UNITED STATES
SECURITIES AND EXCHANGE COMMISSION
Washington, D.C. 20549
FORM 8-K
CURRENT REPORT
Pursuant to Section 13 or 15(d) of the Securities Exchange Act of 1934
Date of report (Date of earliest event reported): February 24, 2010
SOUTHWESTERN ENERGY COMPANY
(Exact name of registrant as specified in its charter)
Delaware
(State or other jurisdiction of incorporation)
1-08246 | 71-0205415 | |
(Commission File Number) | (IRS Employer Identification No.) |
2350 N. Sam Houston Pkwy. E., Suite 125, Houston, Texas |
77032 | |
(Address of principal executive offices) | (Zip Code) |
(281) 618-4700
(Registrant's telephone number, including area code)
Not Applicable
(Former name or former address, if changed since last report)
Check the appropriate box below if the Form 8-K filing is intended to simultaneously satisfy the filing obligation of the registrant under any of the following provisions:
o Written communications pursuant to Rule 425 under the Securities Act (17 CFR 230.425)
o Soliciting material pursuant to Rule 14a-12 under the Exchange Act (17 CFR 240.14a-12)
o Pre-commencement communications pursuant to Rule 14d-2(b) under the Exchange Act (17 CFR 240.14d-2(b))
o Pre-commencement communications pursuant to Rule 13e-4(c) under the Exchange Act (17 CFR 240.13e-4(c))
Section 1 Registrants Business and Operations
Item 1.01 Entry into a Material Definitive Agreement.
Reference is made to Item 1 of Amendment No. 3 to the Registration Statement on Form 8-A of Southwestern Energy Company (the Company) filed with the Securities and Exchange Commission on April 9, 2009 relating to the Second Amended and Restated Rights Agreement (the Rights Agreement), dated as of April 9, 2009, between the Company and Computershare Trust Company, N.A. (the Rights Agent).
On February 25, 2010, the Company and the Rights Agent entered into an amendment (the Amendment) to the Rights Agreement, to be effective on February 26, 2010. Pursuant to the Amendment, the Final Expiration Date of the Rights (each as defined in the Rights Agreement) was advanced from April 8, 2019 to February 26, 2010. As a result of the Amendment, as of 5:00 P.M., New York City time, on February 26, 2010, the Rights will no longer be outstanding and will not be exercisable and the Rights Agreement will be terminated and of no further force and effect.
The Amendment is filed as Exhibit 4.1 to this Current Report on Form 8-K, which is incorporated herein by reference.

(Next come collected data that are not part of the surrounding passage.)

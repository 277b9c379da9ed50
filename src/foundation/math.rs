//! Scalar primitives shared by both curve evaluators.

use std::f64::consts::TAU;

/// Smallest window width used as a denominator by the easing ramps.
pub const WINDOW_EPSILON: f64 = 1e-6;

/// Classic shader hash: `frac(sin(n * 127.1) * 43758.5453123)`, in `[0, 1)`.
pub fn hash1(n: f64) -> f64 {
    let s = (n * 127.1).sin() * 43_758.545_312_3;
    s - s.floor()
}

/// [`hash1`] scaled to an angle in `[0, 2π)`.
pub fn hash_angle(n: f64) -> f64 {
    hash1(n) * TAU
}

pub fn clamp01(x: f64) -> f64 {
    x.clamp(0.0, 1.0)
}

/// Cubic Hermite `t²(3 − 2t)`; callers clamp `t` first.
pub fn smoothstep(t: f64) -> f64 {
    t * t * (3.0 - 2.0 * t)
}

/// Endpoint-exact linear interpolation.
pub fn lerp(a: f64, b: f64, t: f64) -> f64 {
    a * (1.0 - t) + b * t
}

fn window_ratio(u: f64, start: f64, end: f64) -> f64 {
    clamp01((u - start) / (end - start).max(WINDOW_EPSILON))
}

/// 0 before `start`, 1 after `end`, smoothstep in between raised to `power` when `power > 1`.
pub fn ramp01(u: f64, start: f64, end: f64, power: f64) -> f64 {
    let x = smoothstep(window_ratio(u, start, end));
    if power > 1.0 { x.powf(power) } else { x }
}

/// 1 before `start`, 0 after `end`: `1 − smoothstep(t)^power`.
pub fn fade_out01(u: f64, start: f64, end: f64, power: f64) -> f64 {
    1.0 - smoothstep(window_ratio(u, start, end)).powf(power)
}

/// Progress through `[start, end]` (clamped) with a guarded denominator.
pub fn window_progress(u: f64, start: f64, end: f64) -> f64 {
    window_ratio(u, start, end)
}

/// `smoothstep(p) * smoothstep(1 − p)`: zero at both ends of a window, peaks in the middle.
pub fn bump(p: f64) -> f64 {
    let p = clamp01(p);
    smoothstep(p) * smoothstep(1.0 - p)
}

/// SplitMix64 generator used to derive seeds.
#[derive(Clone, Copy, Debug)]
pub struct Rng64 {
    state: u64,
}

impl Rng64 {
    pub fn new(seed: u64) -> Self {
        Self { state: seed }
    }

    /// Seeded from the wall clock; only used when the caller supplies no seed.
    pub fn from_entropy() -> Self {
        let nanos = std::time::SystemTime::now()
            .duration_since(std::time::UNIX_EPOCH)
            .map(|d| d.as_nanos() as u64)
            .unwrap_or(0x5EED);
        Self::new(nanos ^ u64::from(std::process::id()).rotate_left(32))
    }

    pub fn next_u64(&mut self) -> u64 {
        self.state = self.state.wrapping_add(0x9E37_79B9_7F4A_7C15);
        let mut z = self.state;
        z = (z ^ (z >> 30)).wrapping_mul(0xBF58_476D_1CE4_E5B9);
        z = (z ^ (z >> 27)).wrapping_mul(0x94D0_49BB_1331_11EB);
        z ^ (z >> 31)
    }

    pub fn next_f64_01(&mut self) -> f64 {
        // 53 bits of precision.
        let v = self.next_u64() >> 11;
        (v as f64) * (1.0 / ((1u64 << 53) as f64))
    }
}

/// Convert premultiplied RGBA8 back to straight alpha in place.
pub fn unpremultiply_rgba8_in_place(rgba: &mut [u8]) {
    for px in rgba.chunks_exact_mut(4) {
        let a = u16::from(px[3]);
        if a == 0 {
            px[0] = 0;
            px[1] = 0;
            px[2] = 0;
            continue;
        }
        for c in &mut px[..3] {
            *c = ((u16::from(*c) * 255 + a / 2) / a).min(255) as u8;
        }
    }
}

#[cfg(test)]
#[path = "../../tests/unit/foundation/math.rs"]
mod tests;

The foregoing description of the Amendment does not purport to be complete and is qualified in its entirety by reference to the Amendment. A copy of the Companys press release announcing the Board of Directors approval of the Amendment is attached hereto as Exhibit 99.1.
Section 3 Securities and Trading Markets
Item 3.03 Material Modification to Rights of Security Holders.
See the information set forth under Item 1.01 Entry into a Material Definitive Agreement of this Current Report on Form 8-K, which is incorporated by reference into this Item 3.03.
Section 5 Corporate Governance and Management
Item 5.03 Amendments to Articles of Incorporation or
Bylaws; Change in Fiscal
Year.
On February 24, 2010, the Board of Directors amended and restated the Companys Bylaws. The only change effected by the adoption of the amended and restated Bylaws (the Amended and Restated Bylaws) was to amend Article III, Section 3.1 of the Bylaws to add the director resignation policy included in the Companys newly revised Corporate Governance Guidelines that were also approved by the Board of Directors on February 24, 2010. Pursuant to the Amended and Restated Bylaws and the revised Corporate Governance Guidelines, a nominee for director in an uncontested election who receives a greater number of votes withheld from his or her election than votes for such election is now required to submit an offer of resignation. The Amended and Restated Bylaws are filed as Exhibit 3.1 to this Current Report on Form 8-K, which is incorporated herein by reference. The foregoing description of the Amended and Restated Bylaws does not purport to be complete and is qualified in its entirety by reference to the Amended and Restated Bylaws.
Section 9 Financial Statements and Exhibits.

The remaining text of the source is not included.